Each line in these records that contains "stored" counts once. Give the number only.

◆ **Supplied entries**:
....

//! Reader model

use chrono::{DateTime, Utc};
use serde::{Deserialize, Serialize};
use sqlx::FromRow;
use utoipa::ToSchema;
use validator::Validate;

use super::not_blank;

/// Field order used when reporting validation messages
pub const READER_FIELDS: [&str; 3] = ["email", "name", "password"];

/// Reader account
#[derive(Debug, Clone, Serialize, FromRow, ToSchema)]
pub struct Reader {
    pub id: i32,
    pub email: String,
    pub name: String,
    /// Argon2 PHC string, never sent to clients
    #[serde(skip)]
    pub password_hash: String,
    pub created_at: DateTime<Utc>,
    pub updated_at: DateTime<Utc>,
}

/// Create reader request
#[derive(Debug, Clone, Default, Deserialize, Validate, ToSchema)]
pub struct CreateReader {
    #[validate(
        required(message = "Please enter your email address."),
        email(message = "Please enter a valid email address.")
    )]
    pub email: Option<String>,
    #[validate(
        required(message = "Please enter your name."),
        custom(function = "not_blank", message = "Your name cannot be empty")
    )]
    pub name: Option<String>,
    #[validate(
        required(message = "Please enter a password."),
        length(
            min = 8,
            max = 50,
            message = "Password must be between 8 and 50 characters in length."
        )
    )]
    pub password: Option<String>,
}

/// Update reader request
#[derive(Debug, Clone, Default, Deserialize, ToSchema)]
pub struct UpdateReader {
    #[serde(default, with = "::serde_with::rust::double_option")]
    #[schema(value_type = Option<String>)]
    pub email: Option<Option<String>>,
    #[serde(default, with = "::serde_with::rust::double_option")]
    #[schema(value_type = Option<String>)]
    pub name: Option<Option<String>>,
    #[serde(default, with = "::serde_with::rust::double_option")]
    #[schema(value_type = Option<String>)]
    pub password: Option<Option<String>>,
}

impl UpdateReader {
    /// Merge the changes onto a stored reader.
    ///
    /// The stored password is a hash, so the merged request only carries a
    /// password when the update sets one.
    pub fn apply_to(&self, reader: &Reader) -> CreateReader {
        CreateReader {
            email: match &self.email {
                Some(value) => value.clone(),
                None => Some(reader.email.clone()),
            },
            name: match &self.name {
                Some(value) => value.clone(),
                None => Some(reader.name.clone()),
            },
            password: self.password.clone().flatten(),
        }
    }

    /// Fields whose rules apply to this update
    pub fn checked_fields(&self) -> Vec<&'static str> {
        READER_FIELDS
            .into_iter()
            .filter(|field| *field != "password" || self.password.is_some())
            .collect()
    }
}

/// Reader fields that passed validation, ready to be written
#[derive(Debug, Clone, PartialEq)]
pub struct ReaderFields {
    pub email: String,
    pub name: String,
}

impl CreateReader {
    /// Split a validated request into the stored fields and the plain-text
    /// password, which the caller hashes.
    pub fn into_parts(self) -> Option<(ReaderFields, Option<String>)> {
        Some((
            ReaderFields {
                email: self.email?,
                name: self.name?,
            },
            self.password,
        ))
    }
}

....

◆ **Response box**:
3